NYISO Monitor Says More Data Needed to Verify Out-of-market Actions

The NYISO Market Monitoring Unit cannot verify the need for out-of-market actions on the part of transmission owners for reliability, it told the Installed Capacity Working Group on Dec. 1.

This is because the tariff does not specifically grant the MMU the power to obtain the data necessary to verify such actions, said Pallas LeeVanSchaick, vice president at Potomac Economics, the MMU.

LeeVanSchaick included the analysis as part of a presentation of the third-quarter State of the Market report in response to stakeholder questions on the first-quarter report in August. (See NYISO Stakeholders Concerned About Lack of Data on Supplemental Commitments.)

The MMU is unable to verify whether all day-ahead reliability units and supplemental resource evaluation calls are scheduled because of actual reliability needs. These out-of-market actions actually became less frequent in New York City because of new 138-kV transmission, but 23% of them could not be verified.

LeeVanSchaick said that while the NYISO tariff gives the MMU broad access to data from “market parties” and “sellers,” TOs do not specifically qualify as either. This means the MMU is dependent on the data that TOs give to NYISO, which are frequently not detailed enough to verify reliability calls. He noted, however, that NYISO has begun to receive more detailed information on out-of-market commitments “in recent months.”

Multiple stakeholders expressed concern that the Monitor had “their hands tied” trying to get data from TOs. A TO representative said they had a unique responsibility for local reliability and that this had to be taken into consideration should any new regulations be developed.

Stakeholders and the MMU seemed open to discussing the issue further at upcoming meetings, which may create calls for tariff changes to address information gaps.

State of the Market

All-in prices ranged from $62/MWh in the North Country to $100/MWh in New York City, up 36 to 50% from last year.

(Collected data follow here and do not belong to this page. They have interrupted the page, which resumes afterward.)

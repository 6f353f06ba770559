//! Shared vocabulary between the tile cache, the view math and the collaborators
//! that fetch pixels and own GPU textures.
//!
//! Nothing in here owns threads or locks. Every crate in the workspace depends on
//! these types, so they stay small, `Copy` where possible and free of policy.

mod draw;

use std::fmt;

use smallvec::SmallVec;
use thiserror::Error;

pub use draw::{DrawItem, Quad, TexRect, TextureSource};

/// Highest zoom level whose tile indices still fit in `u32`.
pub const MAX_SUPPORTED_ZOOM: u8 = 30;
/// Tiles at or above this zoom level are never evicted.
pub const PROTECTED_MAX_ZOOM: u8 = 1;
pub const RGBA8_BYTES_PER_PIXEL: usize = 4;

/// Ancestor chains never exceed `MAX_SUPPORTED_ZOOM` entries.
pub type AncestorChain = SmallVec<[TileKey; 32]>;

/// Address of one tile in the quadtree pyramid.
///
/// The derived ordering is (zoom, x, y), which is the order ancestors are staged in.
#[derive(Debug, Clone, Copy, PartialEq, Eq, PartialOrd, Ord, Hash)]
pub struct TileKey {
    pub zoom: u8,
    pub x: u32,
    pub y: u32,
}

impl TileKey {
    pub const ROOT: TileKey = TileKey {
        zoom: 0,
        x: 0,
        y: 0,
    };

    pub fn new(zoom: u8, x: u32, y: u32) -> Self {
        assert!(
            zoom <= MAX_SUPPORTED_ZOOM,
            "tile zoom {zoom} exceeds supported maximum {MAX_SUPPORTED_ZOOM}"
        );
        let per_axis = tiles_per_axis(zoom);
        assert!(
            x < per_axis && y < per_axis,
            "tile {zoom}/{x}/{y} lies outside the {per_axis}x{per_axis} grid"
        );
        Self { zoom, x, y }
    }

    pub fn parent(self) -> Option<TileKey> {
        if self.zoom == 0 {
            return None;
        }
        Some(TileKey {
            zoom: self.zoom - 1,
            x: self.x / 2,
            y: self.y / 2,
        })
    }

    /// Every ancestor down to zoom 0, nearest first.
    pub fn ancestor_chain(self) -> AncestorChain {
        let mut chain = AncestorChain::new();
        let mut current = self;
        while let Some(parent) = current.parent() {
            chain.push(parent);
            current = parent;
        }
        chain
    }

    pub fn is_protected(self) -> bool {
        self.zoom <= PROTECTED_MAX_ZOOM
    }

    /// Position inside the parent's 2x2 grid as (column bit, row bit).
    pub fn quadrant(self) -> (u32, u32) {
        (self.x & 1, self.y & 1)
    }

    /// True when `other` is this tile or lies somewhere beneath it.
    pub fn contains(self, other: TileKey) -> bool {
        if other.zoom < self.zoom {
            return false;
        }
        let shift = u32::from(other.zoom - self.zoom);
        other.x >> shift == self.x && other.y >> shift == self.y
    }
}

impl fmt::Display for TileKey {
    fn fmt(&self, f: &mut fmt::Formatter<'_>) -> fmt::Result {
        write!(f, "{}/{}/{}", self.zoom, self.x, self.y)
    }
}

pub fn tiles_per_axis(zoom: u8) -> u32 {
    assert!(
        zoom <= MAX_SUPPORTED_ZOOM,
        "tile zoom {zoom} exceeds supported maximum {MAX_SUPPORTED_ZOOM}"
    );
    1u32 << zoom
}

/// Fractional tile-space position at a continuous zoom level.
#[derive(Debug, Clone, Copy, PartialEq)]
pub struct TileCoord {
    pub column: f64,
    pub row: f64,
    pub zoom: f64,
}

impl TileCoord {
    pub fn new(column: f64, row: f64, zoom: f64) -> Self {
        Self { column, row, zoom }
    }

    /// Same geographic point expressed at another zoom level.
    pub fn zoom_to(self, zoom: f64) -> TileCoord {
        let scale = 2f64.powf(zoom - self.zoom);
        TileCoord {
            column: self.column * scale,
            row: self.row * scale,
            zoom,
        }
    }

    pub fn offset_by(self, delta_column: f64, delta_row: f64) -> TileCoord {
        TileCoord {
            column: self.column + delta_column,
            row: self.row + delta_row,
            zoom: self.zoom,
        }
    }

    pub fn is_finite(&self) -> bool {
        self.column.is_finite() && self.row.is_finite() && self.zoom.is_finite()
    }
}

#[derive(Debug, Clone, Copy, PartialEq)]
pub struct LatLon {
    pub lat: f64,
    pub lon: f64,
}

impl LatLon {
    pub fn new(lat: f64, lon: f64) -> Self {
        Self { lat, lon }
    }
}

/// Decoded tile pixels, tightly packed RGBA8.
#[derive(Clone, PartialEq, Eq)]
pub struct RawImage {
    width: u32,
    height: u32,
    pixels: Vec<u8>,
}

impl RawImage {
    pub fn new(width: u32, height: u32, pixels: Vec<u8>) -> Result<Self, FetchError> {
        if width == 0 || height == 0 {
            return Err(FetchError::Malformed {
                reason: format!("empty image {width}x{height}"),
            });
        }
        let expected = (width as usize)
            .checked_mul(height as usize)
            .and_then(|count| count.checked_mul(RGBA8_BYTES_PER_PIXEL))
            .ok_or_else(|| FetchError::Malformed {
                reason: format!("image {width}x{height} overflows addressable size"),
            })?;
        if pixels.len() != expected {
            return Err(FetchError::Malformed {
                reason: format!(
                    "image {width}x{height} needs {expected} bytes, got {}",
                    pixels.len()
                ),
            });
        }
        Ok(Self {
            width,
            height,
            pixels,
        })
    }

    pub fn width(&self) -> u32 {
        self.width
    }

    pub fn height(&self) -> u32 {
        self.height
    }

    pub fn pixels(&self) -> &[u8] {
        &self.pixels
    }

    pub fn byte_len(&self) -> usize {
        self.pixels.len()
    }
}

impl fmt::Debug for RawImage {
    fn fmt(&self, f: &mut fmt::Formatter<'_>) -> fmt::Result {
        f.debug_struct("RawImage")
            .field("width", &self.width)
            .field("height", &self.height)
            .field("bytes", &self.pixels.len())
            .finish()
    }
}

/// Opaque texture id handed out by a [`TextureUploader`].
#[derive(Debug, Clone, Copy, PartialEq, Eq, PartialOrd, Ord, Hash)]
pub struct TextureHandle(pub u64);

#[derive(Debug, Clone, PartialEq, Eq, Error)]
pub enum FetchError {
    #[error("tile {key} is not available from this source")]
    NotFound { key: TileKey },
    #[error("tile {key} could not be read: {reason}")]
    Io { key: TileKey, reason: String },
    #[error("tile payload is malformed: {reason}")]
    Malformed { reason: String },
}

#[derive(Debug, Clone, PartialEq, Eq, Error)]
pub enum UploadError {
    #[error("texture upload rejected for {width}x{height} image: {reason}")]
    Rejected {
        width: u32,
        height: u32,
        reason: String,
    },
    #[error("graphics device is no longer available")]
    DeviceLost,
}

/// Source of decoded tile pixels. Called concurrently from worker threads with
/// independent keys; any on-disk caching lives behind this trait.
pub trait TileFetcher: Send + Sync {
    fn fetch(&self, key: TileKey) -> Result<RawImage, FetchError>;
}

/// Owner of GPU texture objects. Only ever called from the render thread.
pub trait TextureUploader {
    fn upload(
        &mut self,
        width: u32,
        height: u32,
        pixels: &[u8],
    ) -> Result<TextureHandle, UploadError>;

    fn free(&mut self, texture: TextureHandle);
}

/// Geographic position <-> fractional tile coordinate conversion.
pub trait Projection {
    fn project(&self, position: LatLon, zoom: f64) -> TileCoord;
    fn unproject(&self, coord: TileCoord) -> LatLon;
}

#[cfg(test)]
mod tests {
    use super::*;

    #[test]
    fn key_order_is_zoom_then_x_then_y() {
        let mut keys = vec![
            TileKey::new(2, 1, 0),
            TileKey::new(1, 1, 1),
            TileKey::new(2, 0, 3),
            TileKey::new(2, 0, 1),
        ];
        keys.sort();
        assert_eq!(
            keys,
            vec![
                TileKey::new(1, 1, 1),
                TileKey::new(2, 0, 1),
                TileKey::new(2, 0, 3),
                TileKey::new(2, 1, 0),
            ]
        );
    }

    #[test]
    fn ancestor_chain_halves_down_to_root() {
        let chain = TileKey::new(5, 10, 12).ancestor_chain();
        assert_eq!(
            chain.as_slice(),
            &[
                TileKey::new(4, 5, 6),
                TileKey::new(3, 2, 3),
                TileKey::new(2, 1, 1),
                TileKey::new(1, 0, 0),
                TileKey::ROOT,
            ]
        );
        assert!(TileKey::ROOT.ancestor_chain().is_empty());
    }

    #[test]
    fn protection_covers_zoom_zero_and_one_only() {
        assert!(TileKey::ROOT.is_protected());
        assert!(TileKey::new(1, 1, 0).is_protected());
        assert!(!TileKey::new(2, 3, 3).is_protected());
    }

    #[test]
    fn contains_matches_descendants() {
        let ancestor = TileKey::new(3, 2, 3);
        assert!(ancestor.contains(TileKey::new(5, 10, 12)));
        assert!(ancestor.contains(ancestor));
        assert!(!ancestor.contains(TileKey::new(5, 12, 12)));
        assert!(!ancestor.contains(TileKey::new(2, 1, 1)));
    }

    #[test]
    #[should_panic(expected = "lies outside")]
    fn new_rejects_out_of_grid_index() {
        let _ = TileKey::new(1, 2, 0);
    }

    #[test]
    fn raw_image_validates_byte_length() {
        assert!(RawImage::new(2, 2, vec![0; 16]).is_ok());
        assert!(matches!(
            RawImage::new(2, 2, vec![0; 15]),
            Err(FetchError::Malformed { .. })
        ));
        assert!(matches!(
            RawImage::new(0, 2, Vec::new()),
            Err(FetchError::Malformed { .. })
        ));
    }

    #[test]
    fn zoom_to_rescales_by_power_of_two() {
        let coord = TileCoord::new(3.0, 5.0, 2.0).zoom_to(4.0);
        assert_eq!(coord, TileCoord::new(12.0, 20.0, 4.0));
    }
}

LeeVanSchaick said that this was primarily driven by natural gas price increases of 42 to 66%.

Additionally, NYISO became a net exporter of energy to Quebec for the first time in summer, averaging 480 MW. Canada’s exports to the ISO fell 1.4 GW year-over-year. July’s heat waves led load to peak at 30.6 GW, 6% higher than last year’s.

Congestion revenues rose 35% year-over-year, caused by transmission outages in Western New York and New York City. Long Island lines accounted for the largest share of congestion statewide, particularly on high-load days in July.

Over the summer, the Monitor identified an average of 2.2 GW of forced outages on high-load days, far higher than the anticipated 1.6 GW of market outages. During the most extreme heat waves, additional capacity was unavailable in real time because of the inability of generators to ramp, ambient heat and ambient humidity. In total these three factors removed 600 MW of capacity statewide. LeeVanSchaick said this “overstated significantly” the available capacity on the market.

Other Business

The ICAP Working Group also reviewed tariff revisions for the Improved Duct-Firing Modeling project and the NYISO/Hydro Quebec interconnection agreement.

It also discussed revisions to the aggregation manual for municipal electric utilities. NYISO staff said they believe a new section of the manual will need to be added to support the participation of distributed energy resources within municipal utility territories.

In addition, NYISO responded to stakeholder requests for information about how much generation had elected to be considered firm for the 2026/27 capability year. (See NYISO Business Issues Committee OKs Firm Fuel Accreditation Concept.)

In New York City, 7.6 GW of capacity elected as firm, representing 82% of capacity covered by the firm fuel option. On Long Island, 89% of capacity elected firm, totaling 4.6 GW. In the Capital District, which is the only area upstate modeled as being fuel constrained, 80% of eligible capacity totaling 2.8 GW elected firm.